Return, exactly and in full, the lines of the records below starting at the one with "let mut a = self.flatten(&into.pattern_properties[i].1)?;" and ending at the one with "match (&mut into.items, &other.items)", and no other lines.

====

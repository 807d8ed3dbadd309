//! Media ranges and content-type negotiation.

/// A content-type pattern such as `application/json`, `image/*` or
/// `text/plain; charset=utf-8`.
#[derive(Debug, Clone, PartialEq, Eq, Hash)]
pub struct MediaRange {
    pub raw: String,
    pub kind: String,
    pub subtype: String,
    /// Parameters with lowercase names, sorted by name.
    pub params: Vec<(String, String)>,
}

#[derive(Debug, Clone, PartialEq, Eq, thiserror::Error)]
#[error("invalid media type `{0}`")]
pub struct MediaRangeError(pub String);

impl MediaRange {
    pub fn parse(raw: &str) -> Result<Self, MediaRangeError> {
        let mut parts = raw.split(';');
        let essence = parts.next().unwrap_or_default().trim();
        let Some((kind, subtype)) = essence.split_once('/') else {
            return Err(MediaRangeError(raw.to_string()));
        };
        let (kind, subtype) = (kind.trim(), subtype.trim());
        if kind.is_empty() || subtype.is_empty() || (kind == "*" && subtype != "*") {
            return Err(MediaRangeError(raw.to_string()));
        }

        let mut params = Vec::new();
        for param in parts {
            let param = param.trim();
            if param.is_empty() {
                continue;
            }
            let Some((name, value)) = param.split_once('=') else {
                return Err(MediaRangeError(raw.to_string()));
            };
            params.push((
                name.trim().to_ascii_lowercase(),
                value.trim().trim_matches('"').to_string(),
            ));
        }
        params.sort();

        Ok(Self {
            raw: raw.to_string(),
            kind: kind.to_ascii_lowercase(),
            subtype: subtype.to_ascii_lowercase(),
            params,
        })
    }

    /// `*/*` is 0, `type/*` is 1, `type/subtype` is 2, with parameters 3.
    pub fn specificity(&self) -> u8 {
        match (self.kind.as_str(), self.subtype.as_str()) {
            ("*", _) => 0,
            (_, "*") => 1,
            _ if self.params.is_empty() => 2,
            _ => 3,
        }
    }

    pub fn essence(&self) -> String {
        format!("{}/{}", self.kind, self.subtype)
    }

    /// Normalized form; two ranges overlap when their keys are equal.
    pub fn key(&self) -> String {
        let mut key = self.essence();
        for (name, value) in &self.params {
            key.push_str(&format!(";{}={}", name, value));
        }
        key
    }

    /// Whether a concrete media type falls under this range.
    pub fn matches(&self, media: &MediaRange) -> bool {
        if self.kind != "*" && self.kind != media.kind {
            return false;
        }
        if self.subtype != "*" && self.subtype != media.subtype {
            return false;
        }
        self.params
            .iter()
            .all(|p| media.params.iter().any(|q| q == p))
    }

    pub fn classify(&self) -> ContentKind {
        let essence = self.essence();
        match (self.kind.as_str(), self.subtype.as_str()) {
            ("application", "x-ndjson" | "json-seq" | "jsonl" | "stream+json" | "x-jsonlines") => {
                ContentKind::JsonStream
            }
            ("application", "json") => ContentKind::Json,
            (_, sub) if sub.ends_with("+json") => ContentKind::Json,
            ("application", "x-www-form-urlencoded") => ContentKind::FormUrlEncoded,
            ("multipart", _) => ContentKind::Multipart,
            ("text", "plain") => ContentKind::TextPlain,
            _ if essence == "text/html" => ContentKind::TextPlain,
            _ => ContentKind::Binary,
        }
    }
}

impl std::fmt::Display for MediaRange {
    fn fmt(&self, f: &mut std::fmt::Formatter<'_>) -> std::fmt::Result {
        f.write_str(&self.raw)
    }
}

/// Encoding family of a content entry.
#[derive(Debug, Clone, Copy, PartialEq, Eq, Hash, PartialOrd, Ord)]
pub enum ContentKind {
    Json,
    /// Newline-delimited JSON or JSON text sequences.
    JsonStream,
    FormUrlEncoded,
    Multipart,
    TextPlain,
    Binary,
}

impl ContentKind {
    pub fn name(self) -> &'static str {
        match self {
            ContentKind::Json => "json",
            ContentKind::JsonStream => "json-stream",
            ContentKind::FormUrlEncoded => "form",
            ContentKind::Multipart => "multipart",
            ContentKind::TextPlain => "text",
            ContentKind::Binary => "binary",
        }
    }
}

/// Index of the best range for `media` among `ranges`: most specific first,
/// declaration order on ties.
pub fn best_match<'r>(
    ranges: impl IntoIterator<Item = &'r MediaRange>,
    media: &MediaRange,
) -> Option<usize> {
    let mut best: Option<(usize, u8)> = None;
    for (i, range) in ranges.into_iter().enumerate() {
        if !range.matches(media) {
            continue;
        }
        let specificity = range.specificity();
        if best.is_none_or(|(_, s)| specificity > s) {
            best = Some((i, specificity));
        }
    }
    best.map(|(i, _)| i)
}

====

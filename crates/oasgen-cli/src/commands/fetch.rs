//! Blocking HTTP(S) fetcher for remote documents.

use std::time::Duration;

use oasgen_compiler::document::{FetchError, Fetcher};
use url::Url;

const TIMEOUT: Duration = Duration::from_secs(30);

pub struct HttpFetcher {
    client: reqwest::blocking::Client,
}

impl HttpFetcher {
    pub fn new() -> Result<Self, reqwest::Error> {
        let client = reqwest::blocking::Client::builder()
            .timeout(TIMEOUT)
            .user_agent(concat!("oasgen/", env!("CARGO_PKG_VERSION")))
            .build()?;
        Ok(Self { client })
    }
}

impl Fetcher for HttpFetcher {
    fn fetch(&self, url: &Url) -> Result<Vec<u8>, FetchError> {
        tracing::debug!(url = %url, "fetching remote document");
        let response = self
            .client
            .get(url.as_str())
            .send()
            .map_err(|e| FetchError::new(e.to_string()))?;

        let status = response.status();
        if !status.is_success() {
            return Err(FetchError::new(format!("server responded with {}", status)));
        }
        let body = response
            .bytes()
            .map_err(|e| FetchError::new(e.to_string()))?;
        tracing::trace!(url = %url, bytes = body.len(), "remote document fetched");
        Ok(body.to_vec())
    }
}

====

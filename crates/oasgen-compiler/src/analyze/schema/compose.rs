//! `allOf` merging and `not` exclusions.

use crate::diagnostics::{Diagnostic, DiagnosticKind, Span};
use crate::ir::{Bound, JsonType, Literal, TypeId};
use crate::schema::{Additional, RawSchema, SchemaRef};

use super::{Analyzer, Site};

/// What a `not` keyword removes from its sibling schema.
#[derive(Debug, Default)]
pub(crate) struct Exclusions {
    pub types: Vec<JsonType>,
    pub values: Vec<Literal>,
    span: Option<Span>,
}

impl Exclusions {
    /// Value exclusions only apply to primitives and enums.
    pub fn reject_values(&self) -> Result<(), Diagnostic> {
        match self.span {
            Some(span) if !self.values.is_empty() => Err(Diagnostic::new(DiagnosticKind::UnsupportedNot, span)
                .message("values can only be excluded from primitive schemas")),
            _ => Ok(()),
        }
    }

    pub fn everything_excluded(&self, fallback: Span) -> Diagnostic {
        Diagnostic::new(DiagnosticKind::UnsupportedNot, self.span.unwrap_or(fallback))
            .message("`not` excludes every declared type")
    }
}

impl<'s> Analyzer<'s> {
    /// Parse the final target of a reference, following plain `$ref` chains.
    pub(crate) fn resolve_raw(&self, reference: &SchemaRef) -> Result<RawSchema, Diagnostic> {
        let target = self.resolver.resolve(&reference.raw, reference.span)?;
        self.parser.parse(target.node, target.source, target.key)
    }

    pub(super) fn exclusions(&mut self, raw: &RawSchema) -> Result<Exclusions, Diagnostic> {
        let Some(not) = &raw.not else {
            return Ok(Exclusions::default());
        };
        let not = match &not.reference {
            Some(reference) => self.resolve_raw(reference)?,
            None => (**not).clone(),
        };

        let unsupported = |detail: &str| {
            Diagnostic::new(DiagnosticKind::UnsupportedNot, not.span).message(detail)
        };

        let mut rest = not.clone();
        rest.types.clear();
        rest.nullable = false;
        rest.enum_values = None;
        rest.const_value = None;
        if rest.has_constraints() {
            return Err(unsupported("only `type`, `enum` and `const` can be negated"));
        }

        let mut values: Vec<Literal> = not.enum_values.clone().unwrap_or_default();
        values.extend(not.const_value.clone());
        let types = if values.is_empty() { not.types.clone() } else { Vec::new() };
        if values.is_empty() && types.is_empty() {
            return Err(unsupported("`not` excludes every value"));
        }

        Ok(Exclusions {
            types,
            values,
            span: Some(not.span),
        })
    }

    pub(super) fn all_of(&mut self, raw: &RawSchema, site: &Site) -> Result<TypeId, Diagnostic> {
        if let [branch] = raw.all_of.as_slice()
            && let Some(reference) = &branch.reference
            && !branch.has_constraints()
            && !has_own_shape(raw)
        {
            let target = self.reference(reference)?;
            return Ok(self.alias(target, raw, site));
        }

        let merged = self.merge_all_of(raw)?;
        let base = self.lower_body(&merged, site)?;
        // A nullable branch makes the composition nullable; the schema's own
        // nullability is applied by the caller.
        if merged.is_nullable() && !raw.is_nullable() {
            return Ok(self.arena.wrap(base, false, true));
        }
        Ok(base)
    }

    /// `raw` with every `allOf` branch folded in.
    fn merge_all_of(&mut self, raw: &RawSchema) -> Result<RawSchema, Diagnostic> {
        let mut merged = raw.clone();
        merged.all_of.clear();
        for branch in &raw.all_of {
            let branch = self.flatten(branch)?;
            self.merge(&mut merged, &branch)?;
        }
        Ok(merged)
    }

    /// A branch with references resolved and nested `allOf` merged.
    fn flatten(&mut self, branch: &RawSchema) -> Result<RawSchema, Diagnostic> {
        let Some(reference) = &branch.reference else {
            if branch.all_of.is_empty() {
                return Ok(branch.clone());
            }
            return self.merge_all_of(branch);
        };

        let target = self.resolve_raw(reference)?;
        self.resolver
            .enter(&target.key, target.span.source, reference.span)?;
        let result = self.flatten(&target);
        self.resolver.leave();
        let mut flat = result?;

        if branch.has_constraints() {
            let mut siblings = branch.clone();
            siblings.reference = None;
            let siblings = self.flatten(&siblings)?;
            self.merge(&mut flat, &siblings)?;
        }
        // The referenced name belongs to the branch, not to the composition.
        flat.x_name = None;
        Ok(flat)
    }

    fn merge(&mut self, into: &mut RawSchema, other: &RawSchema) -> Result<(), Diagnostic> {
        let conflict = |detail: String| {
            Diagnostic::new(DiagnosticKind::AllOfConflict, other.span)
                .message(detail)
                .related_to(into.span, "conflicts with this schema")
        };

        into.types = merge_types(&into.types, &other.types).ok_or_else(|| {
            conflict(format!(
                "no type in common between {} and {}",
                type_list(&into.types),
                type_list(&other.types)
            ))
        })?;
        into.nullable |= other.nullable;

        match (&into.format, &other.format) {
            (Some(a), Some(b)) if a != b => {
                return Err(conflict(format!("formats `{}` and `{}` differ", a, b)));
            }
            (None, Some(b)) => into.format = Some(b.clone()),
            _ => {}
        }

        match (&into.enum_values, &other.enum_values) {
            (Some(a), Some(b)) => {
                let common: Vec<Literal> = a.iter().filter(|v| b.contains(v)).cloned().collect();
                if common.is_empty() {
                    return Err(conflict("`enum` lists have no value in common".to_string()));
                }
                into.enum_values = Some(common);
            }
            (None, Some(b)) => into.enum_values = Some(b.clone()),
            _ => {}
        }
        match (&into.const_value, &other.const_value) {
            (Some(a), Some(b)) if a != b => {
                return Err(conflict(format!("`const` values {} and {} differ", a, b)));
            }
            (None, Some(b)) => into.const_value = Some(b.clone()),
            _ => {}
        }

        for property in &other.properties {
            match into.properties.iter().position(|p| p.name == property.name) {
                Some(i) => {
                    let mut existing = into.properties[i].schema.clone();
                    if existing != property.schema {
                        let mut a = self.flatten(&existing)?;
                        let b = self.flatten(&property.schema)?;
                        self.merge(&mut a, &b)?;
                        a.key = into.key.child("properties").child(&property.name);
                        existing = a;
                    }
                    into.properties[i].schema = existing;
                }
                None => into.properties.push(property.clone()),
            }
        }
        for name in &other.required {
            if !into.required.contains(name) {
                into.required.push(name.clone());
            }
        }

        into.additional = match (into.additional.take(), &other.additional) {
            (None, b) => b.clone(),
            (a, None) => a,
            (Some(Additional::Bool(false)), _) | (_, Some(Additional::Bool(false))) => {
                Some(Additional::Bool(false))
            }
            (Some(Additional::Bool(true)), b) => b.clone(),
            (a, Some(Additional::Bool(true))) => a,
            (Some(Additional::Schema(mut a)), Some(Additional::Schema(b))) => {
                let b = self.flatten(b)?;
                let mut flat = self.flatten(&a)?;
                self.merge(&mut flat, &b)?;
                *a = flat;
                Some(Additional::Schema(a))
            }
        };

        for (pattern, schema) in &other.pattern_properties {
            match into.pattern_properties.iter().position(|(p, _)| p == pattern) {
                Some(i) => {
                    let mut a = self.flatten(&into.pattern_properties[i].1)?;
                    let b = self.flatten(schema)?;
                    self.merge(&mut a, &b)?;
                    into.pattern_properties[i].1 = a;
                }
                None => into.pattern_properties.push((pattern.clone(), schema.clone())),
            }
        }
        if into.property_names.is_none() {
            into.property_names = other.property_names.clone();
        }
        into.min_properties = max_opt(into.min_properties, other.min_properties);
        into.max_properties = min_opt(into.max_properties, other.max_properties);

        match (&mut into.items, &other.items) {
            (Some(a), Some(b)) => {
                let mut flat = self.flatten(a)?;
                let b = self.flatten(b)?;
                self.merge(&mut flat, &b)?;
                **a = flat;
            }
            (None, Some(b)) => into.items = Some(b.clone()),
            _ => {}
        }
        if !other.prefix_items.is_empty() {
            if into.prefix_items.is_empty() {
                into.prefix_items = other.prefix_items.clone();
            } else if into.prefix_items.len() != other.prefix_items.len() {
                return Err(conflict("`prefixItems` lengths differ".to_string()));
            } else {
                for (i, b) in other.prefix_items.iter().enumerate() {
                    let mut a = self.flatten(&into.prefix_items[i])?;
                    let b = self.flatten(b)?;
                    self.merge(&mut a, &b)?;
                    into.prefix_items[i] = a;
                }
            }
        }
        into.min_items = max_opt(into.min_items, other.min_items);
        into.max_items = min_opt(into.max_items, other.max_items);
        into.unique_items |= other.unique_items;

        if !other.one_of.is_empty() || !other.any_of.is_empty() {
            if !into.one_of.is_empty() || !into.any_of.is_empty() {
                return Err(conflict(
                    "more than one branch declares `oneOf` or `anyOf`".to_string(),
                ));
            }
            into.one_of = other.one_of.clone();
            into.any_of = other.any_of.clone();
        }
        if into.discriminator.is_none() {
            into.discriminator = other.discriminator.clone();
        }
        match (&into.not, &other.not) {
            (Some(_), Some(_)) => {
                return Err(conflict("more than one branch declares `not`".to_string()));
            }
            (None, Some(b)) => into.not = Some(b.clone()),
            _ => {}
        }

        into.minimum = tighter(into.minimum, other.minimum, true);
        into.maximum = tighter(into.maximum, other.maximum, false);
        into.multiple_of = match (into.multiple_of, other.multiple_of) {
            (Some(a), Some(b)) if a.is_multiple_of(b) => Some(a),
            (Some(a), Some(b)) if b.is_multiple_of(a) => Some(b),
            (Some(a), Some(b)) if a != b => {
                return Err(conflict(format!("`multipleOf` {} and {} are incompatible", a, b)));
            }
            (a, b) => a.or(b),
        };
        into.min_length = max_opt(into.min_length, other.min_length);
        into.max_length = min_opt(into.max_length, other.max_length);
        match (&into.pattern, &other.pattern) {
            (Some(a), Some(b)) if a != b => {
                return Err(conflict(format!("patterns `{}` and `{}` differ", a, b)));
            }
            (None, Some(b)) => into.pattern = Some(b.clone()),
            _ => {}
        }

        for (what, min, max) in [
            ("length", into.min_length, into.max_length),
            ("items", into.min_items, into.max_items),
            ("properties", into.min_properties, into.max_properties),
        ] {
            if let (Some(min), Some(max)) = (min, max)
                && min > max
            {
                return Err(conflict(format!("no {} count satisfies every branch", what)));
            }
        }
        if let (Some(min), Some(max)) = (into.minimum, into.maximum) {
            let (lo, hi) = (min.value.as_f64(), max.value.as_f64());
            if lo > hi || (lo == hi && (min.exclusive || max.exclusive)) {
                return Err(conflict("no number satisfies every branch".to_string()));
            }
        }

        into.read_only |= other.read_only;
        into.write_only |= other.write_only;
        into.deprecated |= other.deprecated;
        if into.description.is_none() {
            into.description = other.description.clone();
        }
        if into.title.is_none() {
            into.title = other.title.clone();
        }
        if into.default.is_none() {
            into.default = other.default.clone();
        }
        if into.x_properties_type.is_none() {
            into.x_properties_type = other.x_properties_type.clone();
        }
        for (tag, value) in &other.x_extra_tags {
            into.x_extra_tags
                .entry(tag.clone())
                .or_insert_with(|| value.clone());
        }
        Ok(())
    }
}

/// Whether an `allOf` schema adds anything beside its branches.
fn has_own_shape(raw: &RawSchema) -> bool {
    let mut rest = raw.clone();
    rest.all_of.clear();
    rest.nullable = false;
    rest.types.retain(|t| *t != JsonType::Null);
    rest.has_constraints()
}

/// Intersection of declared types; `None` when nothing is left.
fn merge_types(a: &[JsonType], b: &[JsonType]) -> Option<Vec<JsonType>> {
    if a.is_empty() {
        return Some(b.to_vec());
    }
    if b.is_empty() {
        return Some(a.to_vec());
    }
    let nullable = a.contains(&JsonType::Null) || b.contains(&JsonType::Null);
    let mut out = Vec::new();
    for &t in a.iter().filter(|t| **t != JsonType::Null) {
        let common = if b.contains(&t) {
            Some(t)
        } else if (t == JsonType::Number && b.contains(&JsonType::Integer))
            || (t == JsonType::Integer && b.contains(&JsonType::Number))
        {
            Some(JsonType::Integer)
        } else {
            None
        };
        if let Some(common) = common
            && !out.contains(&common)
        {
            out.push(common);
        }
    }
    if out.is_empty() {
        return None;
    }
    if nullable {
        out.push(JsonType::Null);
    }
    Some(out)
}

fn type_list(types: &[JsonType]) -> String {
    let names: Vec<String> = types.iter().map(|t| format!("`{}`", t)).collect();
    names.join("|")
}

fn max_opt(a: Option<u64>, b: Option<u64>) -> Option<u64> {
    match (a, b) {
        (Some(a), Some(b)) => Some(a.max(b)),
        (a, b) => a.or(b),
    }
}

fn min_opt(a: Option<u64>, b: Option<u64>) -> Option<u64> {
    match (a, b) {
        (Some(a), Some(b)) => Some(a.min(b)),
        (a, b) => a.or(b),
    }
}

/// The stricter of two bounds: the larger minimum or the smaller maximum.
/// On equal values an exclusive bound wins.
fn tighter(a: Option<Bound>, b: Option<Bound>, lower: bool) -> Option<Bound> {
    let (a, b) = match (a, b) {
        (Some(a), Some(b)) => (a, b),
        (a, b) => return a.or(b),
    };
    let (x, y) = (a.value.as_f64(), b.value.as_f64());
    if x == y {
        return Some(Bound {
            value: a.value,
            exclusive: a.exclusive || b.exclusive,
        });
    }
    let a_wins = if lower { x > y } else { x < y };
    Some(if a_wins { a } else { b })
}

====

**Solution**.
                    let mut a = self.flatten(&into.pattern_properties[i].1)?;
                    let b = self.flatten(schema)?;
                    self.merge(&mut a, &b)?;
                    into.pattern_properties[i].1 = a;
                }
                None => into.pattern_properties.push((pattern.clone(), schema.clone())),
            }
        }
        if into.property_names.is_none() {
            into.property_names = other.property_names.clone();
        }
        into.min_properties = max_opt(into.min_properties, other.min_properties);
        into.max_properties = min_opt(into.max_properties, other.max_properties);

        match (&mut into.items, &other.items) {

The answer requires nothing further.